* Goal of the exercise: Your task is to copy each line of the records that includes the string "kept".

========================

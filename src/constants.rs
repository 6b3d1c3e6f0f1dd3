//! Service Constants
//!
//! Default endpoints, timeouts and fixed catalogues shared across the agent.
//!
//! ## Tool sources
//!
//! | Source   | Transport                         | Examples                                  |
//! |----------|-----------------------------------|-------------------------------------------|
//! | MCP      | JSON-RPC over HTTP (SSE framing)  | get_price_board, get_company_news         |
//! | Backend  | REST with optional bearer token   | create_transaction, get_user_profile      |
//! | Custom   | computed locally                  | get_current_datetime                      |

/// Default MCP server when neither env nor config file provide one
pub const DEFAULT_MCP_SERVER_URL: &str = "https://mcp-server-vietnam-stock-trading.onrender.com";

/// Default MCP request timeout in seconds (Render free tier cold starts are slow)
pub const DEFAULT_MCP_TIMEOUT_SECS: f64 = 60.0;

/// Default location of the optional MCP config file
pub const DEFAULT_MCP_CONFIG_FILE: &str = "configs/mcp_config.toml";

/// MCP endpoints tried in order for every JSON-RPC request
pub const MCP_ENDPOINTS: &[&str] = &["/mcp", "/"];

/// MCP protocol revision announced in `initialize`
pub const MCP_PROTOCOL_VERSION: &str = "2024-11-05";

/// Client name announced in `initialize`
pub const MCP_CLIENT_NAME: &str = "vnstock-agent";

/// Session header returned by `initialize` and echoed on every later request
pub const MCP_SESSION_HEADER: &str = "mcp-session-id";

/// Attempts for MCP session initialization (exponential backoff 1s, 2s, ...)
pub const MCP_INIT_MAX_RETRIES: u32 = 3;

/// Backend REST timeout in seconds
pub const BACKEND_HTTP_TIMEOUT_SECS: u64 = 30;

/// Market data tools exposed as fallbacks when the MCP server is unreachable
pub const COMMON_MCP_TOOLS: &[&str] = &[
    "get_quote_intraday_price",
    "get_quote_history_price",
    "get_price_board",
    "get_company_overview",
    "get_company_news",
    "get_quote_price_depth",
];

/// Intraday quote tool wrapped with the closing-price fallback
pub const INTRADAY_PRICE_TOOL: &str = "get_quote_intraday_price";

/// Historical quote tool used to fetch the last closing price
pub const HISTORY_PRICE_TOOL: &str = "get_quote_history_price";

/// Price board tool; its `symbols` argument is always a list
pub const PRICE_BOARD_TOOL: &str = "get_price_board";

/// Days of history requested when falling back to the closing price
pub const CLOSING_PRICE_LOOKBACK_DAYS: i64 = 7;

/// Groq models in fallback order
pub const GROQ_MODELS: &[&str] = &[
    "llama-3.1-8b-instant",
    "llama3-8b-8192",
    "llama-3.1-70b-versatile",
    "llama3-70b-8192",
];

/// Wall-clock limit for one agent turn, tool calls included
pub const GROQ_TIMEOUT_SECS: u64 = 120;

pub const DEFAULT_OPENROUTER_MODEL: &str = "openai/gpt-oss-120b:free";
pub const OPENROUTER_TIMEOUT_SECS: u64 = 180;

/// Upper bound on model round-trips per chat turn
pub const MAX_AGENT_STEPS: usize = 8;

/// Messages kept per chat session (user and assistant turns)
pub const MAX_SESSION_MESSAGES: usize = 40;

/// Sessions kept in memory; the least recently used one is evicted past this
pub const MAX_SESSIONS: usize = 1000;

/// Session defaults when the client sends no metadata
pub const DEFAULT_USER_ID: &str = "user-unknown";
pub const DEFAULT_SESSION_ID: &str = "default-session";

/// User id placeholder used by UI effects when none can be extracted
pub const CURRENT_USER_PLACEHOLDER: &str = "current_user";

/// Placeholder reply when the model produced no text
pub const EMPTY_REPLY_PLACEHOLDER: &str =
    "[DEBUG] Agent không trả về text – kiểm tra raw_agent_output.events để debug.";

/// Maximum suggestions returned per reply
pub const MAX_SUGGESTIONS: usize = 3;

/// Market timezone used for trading hours and the date/time tool
pub const MARKET_TIMEZONE: &str = "Asia/Ho_Chi_Minh";

/// Popular tickers used when the VN30 list cannot be fetched
pub const VN30_DEFAULT_SYMBOLS: &[&str] = &[
    "VCB", "VIC", "VHM", "HPG", "MSN", "MWG", "FPT", "VNM", "TCB", "BID", "CTG", "MBB", "VPB",
    "TPB", "ACB", "STB", "HDB", "SSI", "VCI", "GAS", "PLX", "POW", "GVR", "VSH", "VGC", "DXG",
    "VRE", "VHC", "VND", "VJC",
];
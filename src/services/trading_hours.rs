use crate::constants::MARKET_TIMEZONE;
use chrono::{DateTime, Datelike, Timelike, Utc, Weekday};
use chrono_tz::Tz;
use serde::Serialize;

/// Trading hours configuration for Vietnam stock market
pub struct TradingHours {
    pub start_hour: u32,        // 9 for 9am
    pub end_hour: u32,          // 15 for 3pm
    pub timezone: &'static str, // "Asia/Ho_Chi_Minh"
    pub weekdays_only: bool,    // true for Monday-Friday only
}

impl Default for TradingHours {
    fn default() -> Self {
        Self {
            start_hour: 9,
            end_hour: 15,
            timezone: MARKET_TIMEZONE,
            weekdays_only: true,
        }
    }
}

impl TradingHours {
    /// Parse the configured timezone, falling back to UTC
    pub fn tz(&self) -> Tz {
        match self.timezone.parse() {
            Ok(tz) => tz,
            Err(e) => {
                tracing::warn!("Failed to parse timezone '{}': {}", self.timezone, e);
                Tz::UTC
            }
        }
    }

    /// Check whether a local market time is inside the session
    pub fn contains(&self, local: &DateTime<Tz>) -> bool {
        if self.weekdays_only && is_weekend(local.weekday()) {
            return false;
        }
        let hour = local.hour();
        hour >= self.start_hour && hour < self.end_hour
    }
}

fn is_weekend(weekday: Weekday) -> bool {
    matches!(weekday, Weekday::Sat | Weekday::Sun)
}

/// Current time in the market timezone
pub fn market_now() -> DateTime<Tz> {
    Utc::now().with_timezone(&TradingHours::default().tz())
}

/// Check if current time is within trading hours
pub fn is_trading_hours() -> bool {
    TradingHours::default().contains(&market_now())
}

/// Snapshot returned by the `get_current_datetime` tool
#[derive(Debug, Clone, Serialize)]
pub struct DateTimeInfo {
    pub date: String,
    pub time: String,
    pub datetime: String,
    pub date_vn: String,
    pub day_name: String,
    pub day_name_vn: String,
    pub full_vn: String,
    pub is_trading_hours: bool,
    pub is_weekend: bool,
}

fn day_name_vn(weekday: Weekday) -> &'static str {
    match weekday {
        Weekday::Mon => "Thứ Hai",
        Weekday::Tue => "Thứ Ba",
        Weekday::Wed => "Thứ Tư",
        Weekday::Thu => "Thứ Năm",
        Weekday::Fri => "Thứ Sáu",
        Weekday::Sat => "Thứ Bảy",
        Weekday::Sun => "Chủ Nhật",
    }
}

/// Describe a local market time in the formats the assistant needs
pub fn describe_datetime(local: &DateTime<Tz>) -> DateTimeInfo {
    let hours = TradingHours::default();
    DateTimeInfo {
        date: local.format("%Y-%m-%d").to_string(),
        time: local.format("%H:%M:%S").to_string(),
        datetime: local.format("%Y-%m-%d %H:%M:%S").to_string(),
        date_vn: local.format("%d/%m/%Y").to_string(),
        day_name: local.format("%A").to_string(),
        day_name_vn: day_name_vn(local.weekday()).to_string(),
        full_vn: format!("{} tháng {} năm {}", local.format("%d"), local.format("%m"), local.format("%Y")),
        is_trading_hours: hours.contains(local),
        is_weekend: is_weekend(local.weekday()),
    }
}

/// `get_current_datetime` tool body
pub fn current_datetime_info() -> DateTimeInfo {
    describe_datetime(&market_now())
}

#[cfg(test)]
mod tests {
    use super::*;
    use chrono::TimeZone;

    fn vn(y: i32, m: u32, d: u32, h: u32, min: u32) -> DateTime<Tz> {
        chrono_tz::Asia::Ho_Chi_Minh.with_ymd_and_hms(y, m, d, h, min, 0).unwrap()
    }

    #[test]
    fn test_trading_hours_config() {
        let config = TradingHours::default();
        assert_eq!(config.start_hour, 9);
        assert_eq!(config.end_hour, 15);
        assert_eq!(config.timezone, "Asia/Ho_Chi_Minh");
        assert!(config.weekdays_only);
    }

    #[test]
    fn test_session_boundaries() {
        let hours = TradingHours::default();
        // 2024-11-11 is a Monday
        assert!(!hours.contains(&vn(2024, 11, 11, 8, 59)));
        assert!(hours.contains(&vn(2024, 11, 11, 9, 0)));
        assert!(hours.contains(&vn(2024, 11, 11, 14, 59)));
        assert!(!hours.contains(&vn(2024, 11, 11, 15, 0)));
        // Saturday
        assert!(!hours.contains(&vn(2024, 11, 9, 10, 0)));
    }

    #[test]
    fn test_describe_datetime_formats() {
        let info = describe_datetime(&vn(2024, 11, 9, 10, 30));
        assert_eq!(info.date, "2024-11-09");
        assert_eq!(info.time, "10:30:00");
        assert_eq!(info.date_vn, "09/11/2024");
        assert_eq!(info.day_name, "Saturday");
        assert_eq!(info.day_name_vn, "Thứ Bảy");
        assert_eq!(info.full_vn, "09 tháng 11 năm 2024");
        assert!(info.is_weekend);
        assert!(!info.is_trading_hours);
    }
}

========================

* Solution:
/// Messages kept per chat session (user and assistant turns)
/// Sessions kept in memory; the least recently used one is evicted past this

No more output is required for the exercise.